Stahlsarg – Mechanisms of Misanthropy Review

Under muted skies of gray, you cobble together the hours, drumming up meaningless tasks and eating too much candy from the office jar. Somebody cooked fish in the microwave… for breakfast. Grab some chips, only to find “horseradish” inscrutably printed on the bag.1 Check your phone so often your battery dies before midday. Pick a loved one, or multiple if you like difficulty bonuses, to fight with about something inconsequential. Think a promo is going to pick you up? Not today, bub. Not when it’s Stahlsarg, a band that has got 2.5-black metal down to a yawn.

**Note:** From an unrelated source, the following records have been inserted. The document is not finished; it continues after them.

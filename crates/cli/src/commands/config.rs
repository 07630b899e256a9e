//! `hpp config`: show the effective configuration

use anyhow::{Context, Result};
use colored::Colorize;
use serde::Serialize;
use std::path::PathBuf;

use crate::config::{user_config_path, AppConfig, LOCAL_CONFIG_FILE};
use crate::output::{print_info, print_json, OutputFormat};

#[derive(Serialize)]
struct EffectiveConfig<'a> {
    #[serde(flatten)]
    config: &'a AppConfig,
    resolved_interpreter: PathBuf,
    script_path: PathBuf,
}

/// Print the merged configuration plus what it resolves to
pub fn show_config(config: &AppConfig, format: OutputFormat) -> Result<()> {
    let predictor = config
        .predictor_builder()
        .build()
        .context("Failed to resolve neural network predictor settings")?;

    let effective = EffectiveConfig {
        config,
        resolved_interpreter: predictor.interpreter().to_path_buf(),
        script_path: predictor.script_path().to_path_buf(),
    };

    match format {
        OutputFormat::Json => print_json(&effective)?,
        OutputFormat::Table => {
            println!("{}", "Effective Configuration".bold());
            println!("{}", "=".repeat(50));
            println!("Data path:              {}", config.data_path.display());
            println!("Script name:            {}", config.script_name);
            println!(
                "Python override:        {}",
                config.python.as_deref().unwrap_or("-")
            );
            println!(
                "Timeout:                {}",
                config
                    .timeout()
                    .map(|t| format!("{}s", t.as_secs()))
                    .unwrap_or_else(|| "none".to_string())
            );
            println!();
            println!(
                "Interpreter:            {}",
                effective.resolved_interpreter.display().to_string().cyan()
            );
            println!(
                "Script path:            {}",
                effective.script_path.display().to_string().cyan()
            );
            println!();

            let user = user_config_path()
                .map(|p| p.display().to_string())
                .unwrap_or_else(|| "(no home directory)".to_string());
            print_info(&format!("Config files: {}, ./{}", user, LOCAL_CONFIG_FILE));
        }
    }

    Ok(())
}
//! House dataset loading
//!
//! Reads the comma separated table with a header row naming the columns
//! `Size`, `Bedrooms`, `Price` and `ZipCode`. Column order is free; columns
//! are matched by header name. Every row must have as many fields as the
//! header.

use crate::models::HouseRecord;
use anyhow::{bail, Context, Result};
use serde::Deserialize;
use std::collections::BTreeSet;
use std::path::Path;
use tracing::debug;

/// Header names the loader looks for
pub const SIZE_COLUMN: &str = "Size";
pub const BEDROOMS_COLUMN: &str = "Bedrooms";
pub const PRICE_COLUMN: &str = "Price";
pub const ZIP_CODE_COLUMN: &str = "ZipCode";

/// One CSV row as named in the header
#[derive(Debug, Deserialize)]
struct CsvRow {
    #[serde(rename = "Size")]
    size: f64,
    #[serde(rename = "Bedrooms")]
    bedrooms: f64,
    #[serde(rename = "Price")]
    price: f64,
    #[serde(rename = "ZipCode")]
    zip_code: String,
}

/// In-memory house table
#[derive(Debug, Clone)]
pub struct Dataset {
    records: Vec<HouseRecord>,
}

impl Dataset {
    pub fn from_records(records: Vec<HouseRecord>) -> Result<Self> {
        if records.is_empty() {
            bail!("Dataset has no rows");
        }
        Ok(Self { records })
    }

    /// Load a CSV file from disk
    pub fn load(path: &Path) -> Result<Self> {
        let content = std::fs::read_to_string(path)
            .with_context(|| format!("Failed to read dataset {}", path.display()))?;
        let dataset = Self::parse(&content)
            .with_context(|| format!("Failed to parse dataset {}", path.display()))?;
        debug!(path = %path.display(), rows = dataset.len(), "Loaded dataset");
        Ok(dataset)
    }

    /// Parse CSV contents
    pub fn parse(content: &str) -> Result<Self> {
        let mut reader = csv::ReaderBuilder::new()
            .has_headers(true)
            .flexible(false)
            .trim(csv::Trim::All)
            .from_reader(content.trim_start_matches('\u{feff}').as_bytes());

        let headers = reader.headers().context("Failed to read header row")?.clone();
        for column in [SIZE_COLUMN, BEDROOMS_COLUMN, PRICE_COLUMN, ZIP_CODE_COLUMN] {
            if !headers.iter().any(|h| h == column) {
                bail!("Missing column '{}' in header", column);
            }
        }

        let mut records = Vec::new();
        for result in reader.records() {
            let record = result.context("Malformed dataset row")?;
            let line_no = record.position().map(|p| p.line()).unwrap_or_default();
            let row: CsvRow = record
                .deserialize(Some(&headers))
                .with_context(|| format!("Line {}: invalid row", line_no))?;

            for (column, value) in [
                (SIZE_COLUMN, row.size),
                (BEDROOMS_COLUMN, row.bedrooms),
                (PRICE_COLUMN, row.price),
            ] {
                if !value.is_finite() {
                    bail!("Line {}: {} value '{}' is not finite", line_no, column, value);
                }
            }

            records.push(HouseRecord {
                size: row.size,
                bedrooms: row.bedrooms,
                price: row.price,
                zip_code: row.zip_code,
            });
        }

        Self::from_records(records)
    }

    pub fn records(&self) -> &[HouseRecord] {
        &self.records
    }

    pub fn len(&self) -> usize {
        self.records.len()
    }

    pub fn is_empty(&self) -> bool {
        self.records.is_empty()
    }

    /// Target column in row order
    pub fn prices(&self) -> Vec<f64> {
        self.records.iter().map(|r| r.price).collect()
    }

    /// Distinct zip codes, sorted
    pub fn zip_codes(&self) -> BTreeSet<&str> {
        self.records.iter().map(|r| r.zip_code.as_str()).collect()
    }
}

#[cfg(test)]
mod tests {
    use super::*;
    use tempfile::TempDir;

    const SAMPLE: &str = "Size,Bedrooms,Price,ZipCode
1500,3,300000,12345
2000,4,410000,12345

1200,2,250000,\"67890\"
";

    #[test]
    fn test_parse_sample() {
        let dataset = Dataset::parse(SAMPLE).unwrap();
        assert_eq!(dataset.len(), 3);
        assert_eq!(dataset.records()[2].zip_code, "67890");
        assert_eq!(dataset.prices(), vec![300000.0, 410000.0, 250000.0]);
        assert_eq!(dataset.zip_codes().into_iter().collect::<Vec<_>>(), vec!["12345", "67890"]);
    }

    #[test]
    fn test_columns_matched_by_name() {
        let dataset = Dataset::parse("ZipCode,Price,Size,Bedrooms\n11111,100,50,1\n").unwrap();
        let record = &dataset.records()[0];
        assert_eq!(record.size, 50.0);
        assert_eq!(record.bedrooms, 1.0);
        assert_eq!(record.price, 100.0);
        assert_eq!(record.zip_code, "11111");
    }

    #[test]
    fn test_missing_column_rejected() {
        let err = Dataset::parse("Size,Bedrooms,Price\n1,2,3\n").unwrap_err();
        assert!(err.to_string().contains("ZipCode"));
    }

    #[test]
    fn test_bad_number_names_line() {
        let err = Dataset::parse("Size,Bedrooms,Price,ZipCode\n1,2,3,4\nx,2,3,4\n").unwrap_err();
        assert!(format!("{:#}", err).contains("Line 3"));
    }

    #[test]
    fn test_short_row_rejected() {
        assert!(Dataset::parse("Size,Bedrooms,Price,ZipCode\n1,2,3\n").is_err());
    }

    #[test]
    fn test_extra_fields_rejected() {
        assert!(Dataset::parse("Size,Bedrooms,Price,ZipCode\n1,2,3,4,5\n").is_err());
    }

    #[test]
    fn test_quoted_comma_stays_in_field() {
        let dataset = Dataset::parse(
            "Size,Bedrooms,Price,ZipCode\n1500,3,300000,\"Springfield, 12345\"\n",
        )
        .unwrap();
        let record = &dataset.records()[0];
        assert_eq!(record.zip_code, "Springfield, 12345");
        assert_eq!(record.price, 300000.0);
    }

    #[test]
    fn test_quoted_number_with_comma_is_invalid() {
        let err = Dataset::parse("Size,Bedrooms,Price,ZipCode\n\"1,500\",3,300000,12345\n").unwrap_err();
        assert!(format!("{:#}", err).contains("Line 2"));
    }

    #[test]
    fn test_non_finite_value_rejected() {
        let err = Dataset::parse("Size,Bedrooms,Price,ZipCode\n1500,3,inf,12345\n").unwrap_err();
        assert!(err.to_string().contains("not finite"));
    }

    #[test]
    fn test_header_only_is_empty() {
        assert!(Dataset::parse("Size,Bedrooms,Price,ZipCode\n").is_err());
        assert!(Dataset::parse("").is_err());
    }

    #[test]
    fn test_load_from_file() {
        let dir = TempDir::new().unwrap();
        let path = dir.path().join("houses.csv");
        std::fs::write(&path, SAMPLE).unwrap();

        assert_eq!(Dataset::load(&path).unwrap().len(), 3);
        assert!(Dataset::load(&dir.path().join("missing.csv")).is_err());
    }
}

Our lovable cat-man Grymm described the Brits’ debut Comrades in Death as “frustratingly average,” with perhaps a tilt toward the “frustrating.” The descriptor fit the record’s unevenness snugly, as the offering straddled sublimity and snooze-inducement. Follow-up Mechanisms of Misanthropy smooths out Stahlsarg’s wrinkled edges, but seesaws into “average” territory as well. “Raise the Dead” shambles through the graveyard with second-wave tenacity before settling into a decent mid-tempo approach that Stahlsarg put most of their chips on. Their war-themed blackness hits many of the same notes as Endstille and kinfolk Eastern Front, though Mechanisms often lacks the overarching viciousness. Their best moments encapsulate a certain pounding quality similar to Eastern Front’s, which makes sense given guitarist Kreig and bassist Destruction are both former members of Suffolk’s other WWII-themed corpse-paint crew. The hard-hitting “Burn and Destroy” and “Aerial Night Terrorists” should catch the eye of any black metal fan, but they are not indicative of the album’s overall intent.

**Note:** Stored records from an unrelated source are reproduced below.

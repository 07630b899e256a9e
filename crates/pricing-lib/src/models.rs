//! Core data models for house price prediction

use serde::{Deserialize, Serialize};
use std::fmt;

/// One row of the house dataset
#[derive(Debug, Clone, PartialEq, Serialize, Deserialize)]
pub struct HouseRecord {
    pub size: f64,
    pub bedrooms: f64,
    pub price: f64,
    pub zip_code: String,
}

/// Input features for a single prediction
#[derive(Debug, Clone, PartialEq, Serialize, Deserialize)]
pub struct PredictionRequest {
    pub size: f64,
    pub bedrooms: i32,
    pub zip_code: String,
}

impl PredictionRequest {
    pub fn new(size: f64, bedrooms: i32, zip_code: impl Into<String>) -> Self {
        Self {
            size,
            bedrooms,
            zip_code: zip_code.into(),
        }
    }
}

/// Typed result reported by the external neural-network predictor
#[derive(Debug, Clone, Copy, PartialEq, Serialize, Deserialize)]
pub struct PredictionResult {
    pub predicted_price: f64,
    pub r2: f64,
    pub mae: f64,
}

/// Which estimator produced a report
#[derive(Debug, Clone, Copy, PartialEq, Eq, Hash, Serialize, Deserialize)]
#[serde(rename_all = "snake_case")]
pub enum EstimatorKind {
    GradientDescent,
    DecisionTree,
    NeuralNetwork,
}

impl EstimatorKind {
    /// Human readable title used in console output
    pub fn title(&self) -> &'static str {
        match self {
            EstimatorKind::GradientDescent => "Gradient Descent",
            EstimatorKind::DecisionTree => "Decision Tree",
            EstimatorKind::NeuralNetwork => "Neural Network",
        }
    }

    /// Short label used for metrics and logs
    pub fn label(&self) -> &'static str {
        match self {
            EstimatorKind::GradientDescent => "gradient_descent",
            EstimatorKind::DecisionTree => "decision_tree",
            EstimatorKind::NeuralNetwork => "neural_network",
        }
    }
}

impl fmt::Display for EstimatorKind {
    fn fmt(&self, f: &mut fmt::Formatter<'_>) -> fmt::Result {
        f.write_str(self.title())
    }
}

/// Evaluation metrics plus the sample prediction of one estimator
#[derive(Debug, Clone, Serialize, Deserialize)]
pub struct EstimatorReport {
    pub estimator: EstimatorKind,
    pub r_squared: f64,
    pub mae: f64,
    pub predicted_price: f64,
    pub generated_at: i64,
}

impl EstimatorReport {
    pub fn new(estimator: EstimatorKind, r_squared: f64, mae: f64, predicted_price: f64) -> Self {
        Self {
            estimator,
            r_squared,
            mae,
            predicted_price,
            generated_at: chrono::Utc::now().timestamp(),
        }
    }

    /// Wrap a neural-network result so it can be listed next to in-process reports
    pub fn from_neural(result: &PredictionResult) -> Self {
        Self::new(
            EstimatorKind::NeuralNetwork,
            result.r2,
            result.mae,
            result.predicted_price,
        )
    }
}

Stahlsarg subsist on their mid-tempo affairs. Some live. “A Will to Endure” proves the band can execute the direction properly, adding a bit of pageantry to boot. Some die. Far too much of the ten-minute “Blonde Poison,” meanwhile, is outright boring. Some do both. “Pharmaceutical Frontline” assumes an interesting identity early, discards it, and then embraces it. Some reject the notion of choice. “Far Beyond the Dragon’s Teeth,” like much of Mechanisms, technically does nothing wrong. Yet “far beyond the dragon’s teeth” seems to imply relaxing in a hammock, far beyond the fire-breath of some overgrown squamata with a proclivity for kleptomania.2 With average track lengths over six minutes, the record feels more like a testament to the ceaseless grind of war than the heat of battle or the pain of loss. While its heights will have you reaching into the invisible orange basket, Mechanisms’ lows breathe the sterile chill of a museum, invitations to look but not touch.3 The B-sides perform outreach measures to an extent, but they can’t change the record’s core make-up.

Vocalist Eissturm doesn’t have Eastern Front on his CV, but overlaps Dani Filth and Eastern Front’s Marder in scalding tone. His shrieks have thankfully moved past Comrades’ shrillness, finding instead a deep pocket within Danny B’s (Lock Up, Eastern Front) improved production from which to bellow hollow agony and trickle through quiet tales of the worst of humanity. He conveys agony and pain in sections where previously his higher register would surely have caused eyes to water. The guitar tones sound fantastic, smoothly striding between the crunch of “Pharmaceutical Frontline” and “A Will to Endure” and the frosty grasp of the disheartening “Das Fallbeil” (featuring K. Dylla of A Winter Lost fame). Eisenfaust’s drums too have a fantastic punch that make his headstrong battering and delicious fills pop. However, the drums often overtake the definition of the guitars, contributing to Mechanisms’ muted feeling. The guitars that sounded raw, yes, but so razor sharp on Comrades lose that toothiness here.

In a way, Stahlsarg deserve credit for subverting the expectations set by artists in a similar headspace. Mechanisms of Misanthropy does not grit its teeth and run headlong into gunfire. It’s the soundtrack to the never-ending march to war that every generation since beginning of time has endured. Providing an alternative to what’s on the market is never a bad idea. Unfortunately, Stahlsarg could stand to swap length for excitement. Mechanisms of Misanthropy ultimately does what it does well, just not outstandingly so.


Rating: 2.5/5.0
DR: 6 | Format Reviewed: 256 kbps mp3
Label: Non Serviam Records
Websites: stahlsargofficial.com | facebook.com/stahlsarguk
Releases Worldwide: October 31st, 2017

Show 3 footnotes

  1. How is there a market for this?
  2. Hey Grier, who’s the smarty-pants word doctor now?
  3. Did I mention I got married recently?